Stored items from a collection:
——

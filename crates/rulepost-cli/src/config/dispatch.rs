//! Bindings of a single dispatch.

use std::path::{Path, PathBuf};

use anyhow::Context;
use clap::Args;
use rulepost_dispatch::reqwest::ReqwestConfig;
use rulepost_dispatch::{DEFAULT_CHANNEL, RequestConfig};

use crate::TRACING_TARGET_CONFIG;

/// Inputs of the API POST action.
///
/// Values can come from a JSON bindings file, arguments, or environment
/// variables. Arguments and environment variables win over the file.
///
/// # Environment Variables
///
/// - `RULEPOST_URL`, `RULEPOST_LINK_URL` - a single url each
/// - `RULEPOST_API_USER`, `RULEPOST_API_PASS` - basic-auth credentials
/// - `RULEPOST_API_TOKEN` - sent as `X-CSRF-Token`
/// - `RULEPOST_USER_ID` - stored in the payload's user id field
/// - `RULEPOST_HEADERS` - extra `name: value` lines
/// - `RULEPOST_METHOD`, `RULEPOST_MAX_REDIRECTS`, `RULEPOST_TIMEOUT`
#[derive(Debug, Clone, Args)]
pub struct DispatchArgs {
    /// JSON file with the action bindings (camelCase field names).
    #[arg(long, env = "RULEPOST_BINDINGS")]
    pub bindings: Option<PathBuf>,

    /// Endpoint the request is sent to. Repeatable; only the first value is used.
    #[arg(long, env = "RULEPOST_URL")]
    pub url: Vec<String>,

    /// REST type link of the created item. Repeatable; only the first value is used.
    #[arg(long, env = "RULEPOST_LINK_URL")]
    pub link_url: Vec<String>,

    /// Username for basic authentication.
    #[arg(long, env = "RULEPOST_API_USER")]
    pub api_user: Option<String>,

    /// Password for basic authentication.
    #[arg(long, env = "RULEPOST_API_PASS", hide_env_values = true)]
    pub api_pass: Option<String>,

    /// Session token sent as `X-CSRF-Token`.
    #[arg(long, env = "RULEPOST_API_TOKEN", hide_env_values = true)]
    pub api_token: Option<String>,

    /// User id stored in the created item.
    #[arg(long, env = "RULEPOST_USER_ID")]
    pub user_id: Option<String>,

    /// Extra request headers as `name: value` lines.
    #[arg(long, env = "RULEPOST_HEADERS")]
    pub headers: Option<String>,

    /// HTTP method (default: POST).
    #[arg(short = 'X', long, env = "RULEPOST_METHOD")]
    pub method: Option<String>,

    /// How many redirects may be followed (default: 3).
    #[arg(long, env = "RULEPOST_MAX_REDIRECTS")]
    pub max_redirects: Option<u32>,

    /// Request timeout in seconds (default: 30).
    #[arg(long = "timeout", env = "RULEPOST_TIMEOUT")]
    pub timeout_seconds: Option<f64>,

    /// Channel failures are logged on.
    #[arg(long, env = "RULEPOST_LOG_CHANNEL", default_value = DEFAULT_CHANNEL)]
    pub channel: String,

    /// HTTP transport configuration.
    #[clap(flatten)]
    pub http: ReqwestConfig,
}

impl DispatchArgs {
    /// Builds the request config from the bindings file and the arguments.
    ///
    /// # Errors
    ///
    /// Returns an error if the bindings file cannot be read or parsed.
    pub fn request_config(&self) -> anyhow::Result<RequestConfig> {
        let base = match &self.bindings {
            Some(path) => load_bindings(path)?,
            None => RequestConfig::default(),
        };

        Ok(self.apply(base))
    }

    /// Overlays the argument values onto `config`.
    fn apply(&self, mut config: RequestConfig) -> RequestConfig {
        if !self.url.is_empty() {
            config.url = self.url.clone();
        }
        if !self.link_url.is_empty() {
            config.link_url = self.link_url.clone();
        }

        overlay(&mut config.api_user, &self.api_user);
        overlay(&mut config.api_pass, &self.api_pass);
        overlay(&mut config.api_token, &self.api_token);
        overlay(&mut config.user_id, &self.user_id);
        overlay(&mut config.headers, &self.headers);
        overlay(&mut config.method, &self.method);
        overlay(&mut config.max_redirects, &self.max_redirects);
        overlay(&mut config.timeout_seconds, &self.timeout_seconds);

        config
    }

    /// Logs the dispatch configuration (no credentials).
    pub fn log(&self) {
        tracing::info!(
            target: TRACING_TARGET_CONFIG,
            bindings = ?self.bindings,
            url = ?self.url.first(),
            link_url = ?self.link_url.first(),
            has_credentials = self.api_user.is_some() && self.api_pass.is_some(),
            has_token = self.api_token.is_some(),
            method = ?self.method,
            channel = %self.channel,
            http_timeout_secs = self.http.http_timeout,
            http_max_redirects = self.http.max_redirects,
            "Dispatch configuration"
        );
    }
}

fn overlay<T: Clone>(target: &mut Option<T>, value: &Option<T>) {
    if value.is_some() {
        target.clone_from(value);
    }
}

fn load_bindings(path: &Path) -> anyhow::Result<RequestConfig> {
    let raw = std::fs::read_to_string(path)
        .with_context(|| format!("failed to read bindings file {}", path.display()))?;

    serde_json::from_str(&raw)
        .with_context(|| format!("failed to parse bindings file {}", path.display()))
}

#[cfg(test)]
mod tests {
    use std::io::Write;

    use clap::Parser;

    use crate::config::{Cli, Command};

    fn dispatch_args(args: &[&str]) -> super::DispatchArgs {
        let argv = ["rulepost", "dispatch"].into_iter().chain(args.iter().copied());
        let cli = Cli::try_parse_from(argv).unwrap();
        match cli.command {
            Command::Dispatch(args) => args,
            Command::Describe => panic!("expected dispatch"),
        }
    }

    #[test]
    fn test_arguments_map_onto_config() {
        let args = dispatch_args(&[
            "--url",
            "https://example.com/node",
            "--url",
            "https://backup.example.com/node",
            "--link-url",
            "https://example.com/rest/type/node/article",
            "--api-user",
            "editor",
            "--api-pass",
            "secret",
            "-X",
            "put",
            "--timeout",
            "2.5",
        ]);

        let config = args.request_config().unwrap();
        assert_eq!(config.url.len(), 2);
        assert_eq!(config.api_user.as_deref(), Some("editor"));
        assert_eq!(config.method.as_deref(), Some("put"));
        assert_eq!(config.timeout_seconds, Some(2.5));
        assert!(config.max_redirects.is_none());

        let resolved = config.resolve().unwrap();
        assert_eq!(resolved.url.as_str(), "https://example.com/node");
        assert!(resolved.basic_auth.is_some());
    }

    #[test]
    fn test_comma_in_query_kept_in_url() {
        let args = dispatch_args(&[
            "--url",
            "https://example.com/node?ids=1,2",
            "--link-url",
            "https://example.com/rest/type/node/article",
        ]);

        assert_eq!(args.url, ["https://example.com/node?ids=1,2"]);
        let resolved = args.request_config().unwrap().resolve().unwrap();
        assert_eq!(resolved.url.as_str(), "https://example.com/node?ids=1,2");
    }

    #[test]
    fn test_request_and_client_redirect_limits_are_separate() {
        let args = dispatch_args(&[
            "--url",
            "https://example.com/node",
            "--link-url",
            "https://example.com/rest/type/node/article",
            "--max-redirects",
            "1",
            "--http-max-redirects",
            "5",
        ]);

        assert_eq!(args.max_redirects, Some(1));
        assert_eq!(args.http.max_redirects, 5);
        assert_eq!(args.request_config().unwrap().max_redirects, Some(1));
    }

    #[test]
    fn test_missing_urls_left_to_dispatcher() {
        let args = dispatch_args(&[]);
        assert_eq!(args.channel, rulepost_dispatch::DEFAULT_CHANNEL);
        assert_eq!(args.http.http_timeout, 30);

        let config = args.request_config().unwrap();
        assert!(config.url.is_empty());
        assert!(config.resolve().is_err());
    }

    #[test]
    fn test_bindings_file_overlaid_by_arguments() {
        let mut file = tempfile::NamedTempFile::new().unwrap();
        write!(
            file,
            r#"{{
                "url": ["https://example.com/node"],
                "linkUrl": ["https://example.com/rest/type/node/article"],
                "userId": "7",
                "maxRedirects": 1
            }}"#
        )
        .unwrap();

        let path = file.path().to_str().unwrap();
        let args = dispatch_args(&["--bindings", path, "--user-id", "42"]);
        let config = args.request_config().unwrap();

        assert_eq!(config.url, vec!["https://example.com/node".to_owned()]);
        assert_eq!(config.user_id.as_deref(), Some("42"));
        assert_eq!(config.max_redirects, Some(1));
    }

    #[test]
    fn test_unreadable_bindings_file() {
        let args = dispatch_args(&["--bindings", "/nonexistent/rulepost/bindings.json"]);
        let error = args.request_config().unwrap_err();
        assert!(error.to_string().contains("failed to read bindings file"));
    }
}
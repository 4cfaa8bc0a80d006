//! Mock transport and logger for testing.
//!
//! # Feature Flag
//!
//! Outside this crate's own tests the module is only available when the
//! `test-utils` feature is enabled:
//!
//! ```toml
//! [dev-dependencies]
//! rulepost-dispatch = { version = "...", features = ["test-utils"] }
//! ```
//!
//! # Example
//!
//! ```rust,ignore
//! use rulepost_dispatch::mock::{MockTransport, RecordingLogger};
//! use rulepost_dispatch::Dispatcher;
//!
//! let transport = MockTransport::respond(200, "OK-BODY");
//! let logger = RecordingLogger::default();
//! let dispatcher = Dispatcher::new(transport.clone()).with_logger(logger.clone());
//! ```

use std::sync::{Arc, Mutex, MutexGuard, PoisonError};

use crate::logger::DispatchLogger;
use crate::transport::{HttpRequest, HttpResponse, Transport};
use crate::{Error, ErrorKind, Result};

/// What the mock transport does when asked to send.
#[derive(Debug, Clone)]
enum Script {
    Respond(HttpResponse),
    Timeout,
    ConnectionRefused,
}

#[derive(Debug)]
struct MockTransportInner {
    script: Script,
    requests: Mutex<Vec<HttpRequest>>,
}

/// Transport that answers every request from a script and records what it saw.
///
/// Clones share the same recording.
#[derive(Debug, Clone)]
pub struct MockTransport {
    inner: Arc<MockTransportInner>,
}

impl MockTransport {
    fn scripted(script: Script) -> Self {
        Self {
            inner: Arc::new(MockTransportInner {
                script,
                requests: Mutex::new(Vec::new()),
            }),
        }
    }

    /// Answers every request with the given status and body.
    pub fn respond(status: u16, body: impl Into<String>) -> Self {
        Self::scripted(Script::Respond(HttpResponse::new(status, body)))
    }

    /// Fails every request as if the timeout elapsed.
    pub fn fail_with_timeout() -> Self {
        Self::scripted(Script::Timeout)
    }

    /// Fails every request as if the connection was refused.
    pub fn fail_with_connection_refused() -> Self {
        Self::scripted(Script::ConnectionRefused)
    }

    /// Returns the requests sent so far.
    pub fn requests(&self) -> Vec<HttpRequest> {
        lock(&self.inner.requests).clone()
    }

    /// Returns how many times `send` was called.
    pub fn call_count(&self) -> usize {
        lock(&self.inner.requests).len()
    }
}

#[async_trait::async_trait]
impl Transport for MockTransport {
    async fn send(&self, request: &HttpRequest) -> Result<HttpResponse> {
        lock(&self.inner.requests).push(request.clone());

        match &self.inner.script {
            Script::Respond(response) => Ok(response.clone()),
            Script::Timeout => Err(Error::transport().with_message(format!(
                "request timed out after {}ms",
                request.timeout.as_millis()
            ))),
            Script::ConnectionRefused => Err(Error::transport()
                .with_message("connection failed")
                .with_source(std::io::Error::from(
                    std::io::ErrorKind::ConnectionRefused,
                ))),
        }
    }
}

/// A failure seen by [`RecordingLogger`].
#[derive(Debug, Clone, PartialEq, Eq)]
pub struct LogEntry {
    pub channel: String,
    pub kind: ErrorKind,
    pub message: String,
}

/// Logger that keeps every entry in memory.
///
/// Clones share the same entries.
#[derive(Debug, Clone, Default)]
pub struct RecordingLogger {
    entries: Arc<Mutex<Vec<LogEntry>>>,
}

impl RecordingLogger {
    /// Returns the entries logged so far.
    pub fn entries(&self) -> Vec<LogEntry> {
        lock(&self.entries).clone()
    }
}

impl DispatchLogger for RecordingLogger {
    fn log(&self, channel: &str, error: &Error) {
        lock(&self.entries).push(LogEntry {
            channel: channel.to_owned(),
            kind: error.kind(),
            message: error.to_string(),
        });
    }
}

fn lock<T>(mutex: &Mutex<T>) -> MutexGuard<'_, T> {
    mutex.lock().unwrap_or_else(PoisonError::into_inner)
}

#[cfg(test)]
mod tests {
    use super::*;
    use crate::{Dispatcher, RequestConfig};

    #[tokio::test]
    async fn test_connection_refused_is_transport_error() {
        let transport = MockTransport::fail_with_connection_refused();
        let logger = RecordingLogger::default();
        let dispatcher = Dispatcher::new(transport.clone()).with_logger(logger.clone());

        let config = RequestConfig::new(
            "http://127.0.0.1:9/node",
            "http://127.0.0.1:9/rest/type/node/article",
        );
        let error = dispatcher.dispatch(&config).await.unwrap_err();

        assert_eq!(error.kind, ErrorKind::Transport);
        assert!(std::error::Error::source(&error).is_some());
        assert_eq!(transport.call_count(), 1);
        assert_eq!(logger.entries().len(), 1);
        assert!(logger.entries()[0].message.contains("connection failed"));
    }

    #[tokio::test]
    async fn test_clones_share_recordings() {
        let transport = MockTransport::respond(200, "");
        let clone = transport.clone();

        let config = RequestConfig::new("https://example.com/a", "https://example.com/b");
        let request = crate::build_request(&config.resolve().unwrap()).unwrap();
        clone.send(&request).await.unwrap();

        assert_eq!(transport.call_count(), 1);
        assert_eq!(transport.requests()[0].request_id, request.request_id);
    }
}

——

Please provide nothing but the number of lines in the records that hold the string "match".

■ **RESULT BELOW**: 3